Mental health has become one of the most widely discussed topics on social media over the past decade. Public conversation about anxiety, depression, burnout and emotional wellbeing has opened up considerably, reducing stigma and making it easier for people to seek help. For brands that want to engage with these conversations – whether because mental health is central to their mission or because it is relevant to their audience – there is a meaningful opportunity, but also a genuine responsibility to get it right.
The Difference Between Awareness And Exploitation
There is an important distinction between raising genuine awareness of mental health issues and using emotional content as a marketing lever without substantive commitment. The former can do real good. The latter tends to generate well-deserved cynicism. Audiences have become adept at identifying when a brand’s engagement with mental health is authentic and when it is performative – and they respond accordingly.
The starting point is to ask whether the engagement serves the audience or the brand. Content that provides genuine information, reduces stigma, directs people to appropriate support, or reflects the brand’s actual practices around workplace wellbeing is substantive. A campaign that borrows the emotional weight of mental health to sell products without contributing anything of value is not.
Language And Representation Matter
The language used to discuss mental health on social media carries real consequences. Terms that trivialise clinical experiences – using ‘OCD’ to mean tidiness, ‘bipolar’ to mean changeable, ‘psychotic’ as a synonym for extreme – can cause harm to people who live with those conditions. Content that unintentionally reinforces harmful stereotypes about mental illness, or that presents recovery as simpler than it is, can mislead people who are struggling.
Consulting with mental health professionals or people with lived experience before publishing content in this area is a reasonable precaution that helps avoid inadvertent harm. Mind offers guidance to media and communications professionals on responsible reporting and representation of mental health topics.
Signposting And Support
Any brand regularly engaging with mental health content should have a clear policy on signposting – directing followers who are struggling towards appropriate professional support. Including helpline numbers, links to mental health resources, or encouragement to speak to a GP in content that touches on difficult emotional experiences is basic responsible practice.
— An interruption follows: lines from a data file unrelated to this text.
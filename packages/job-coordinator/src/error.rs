//! Structured error types for the coordinator.
//!
//! `CoordinatorError` is returned by operation-level calls (`generate_job`,
//! `queue_job`, transitions). Adapter failures arrive as `anyhow::Error` and
//! are wrapped with the job they belong to so callers can decide what to do.
//!
//! Inbound response problems never surface as errors. They are described by
//! [`DiscardReason`], logged, and dropped.

use crate::job::JobId;

/// Errors surfaced to the immediate caller of a coordinator operation.
#[derive(Debug, thiserror::Error)]
pub enum CoordinatorError {
    /// No job with this identifier is in the table.
    #[error("job {0} not found")]
    NotFound(JobId),

    /// A freshly generated identifier collided with an existing entry.
    #[error("generated job id {0} is already in use")]
    DuplicateId(JobId),

    /// The job snapshot could not be serialized.
    #[error("failed to encode job snapshot: {0}")]
    Encode(#[from] serde_json::Error),

    /// Publishing to the queue failed; the job stays `Created`.
    #[error("failed to publish job {job_id}: {source}")]
    Publish {
        /// The job that was being dispatched.
        job_id: JobId,
        /// Adapter error.
        source: anyhow::Error,
    },

    /// The in-memory transition was applied but the snapshot was not stored.
    #[error("failed to persist job {job_id}: {source}")]
    Persist {
        /// The job whose snapshot was being written.
        job_id: JobId,
        /// Adapter error.
        source: anyhow::Error,
    },
}

impl CoordinatorError {
    /// The job this error refers to.
    pub fn job_id(&self) -> Option<JobId> {
        match self {
            CoordinatorError::NotFound(id) | CoordinatorError::DuplicateId(id) => Some(*id),
            CoordinatorError::Publish { job_id, .. } | CoordinatorError::Persist { job_id, .. } => {
                Some(*job_id)
            }
            CoordinatorError::Encode(_) => None,
        }
    }
}

/// Why an inbound response message was dropped.
///
/// Every variant is isolated to a single message; the consumer keeps going.
#[derive(Debug, thiserror::Error)]
pub enum DiscardReason {
    /// The `jobID` header was absent.
    #[error("jobID not found in message metadata")]
    MissingJobId,

    /// The `jobID` header was present but not a string.
    #[error("jobID in message metadata is not a string")]
    JobIdNotString,

    /// The `jobID` header was a string but not a valid identifier.
    #[error("jobID {0:?} is not a valid job identifier")]
    MalformedJobId(String),

    /// No job with this identifier is in the table.
    #[error("job {0} not found in job table")]
    UnknownJob(JobId),

    /// The message body was not a valid job response.
    #[error("failed to decode job response: {0}")]
    Undecodable(#[source] serde_json::Error),

    /// The reported state was neither `SUCCESS` nor `FAILURE`.
    #[error("unknown job response state {0:?}")]
    UnknownState(String),
}

#[cfg(test)]
mod tests {
    use super::*;

    #[test]
    fn test_error_job_id() {
        let id = JobId::new();
        assert_eq!(CoordinatorError::NotFound(id).job_id(), Some(id));

        let err = CoordinatorError::Publish {
            job_id: id,
            source: anyhow::anyhow!("broker down"),
        };
        assert_eq!(err.job_id(), Some(id));
        assert!(err.to_string().contains("broker down"));
    }

    #[test]
    fn test_discard_reason_display() {
        let reason = DiscardReason::UnknownState("PENDING".to_string());
        assert_eq!(reason.to_string(), "unknown job response state \"PENDING\"");
    }
}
This is particularly important for brands with large or young audiences, where the likelihood of reaching someone in genuine distress is higher. The comment sections and DMs of mental health-adjacent content can attract people in crisis, and having a protocol for how to respond with care and appropriate referral is essential.
Internal Alignment
It is difficult to communicate credibly about mental health externally if the organisation does not reflect those values internally. Brands whose public mental health messaging is undermined by poor working conditions, high staff turnover or a culture that stigmatises struggle create an obvious and damaging contradiction.
Sustained Rather Than Seasonal
Mental health should not be a topic that only appears during awareness weeks. Consistent social media management from a company like 99social can help integrate responsible mental health communication into an ongoing content strategy.
Done well, brands that engage thoughtfully with mental health contribute to a culture that is genuinely better for everyone.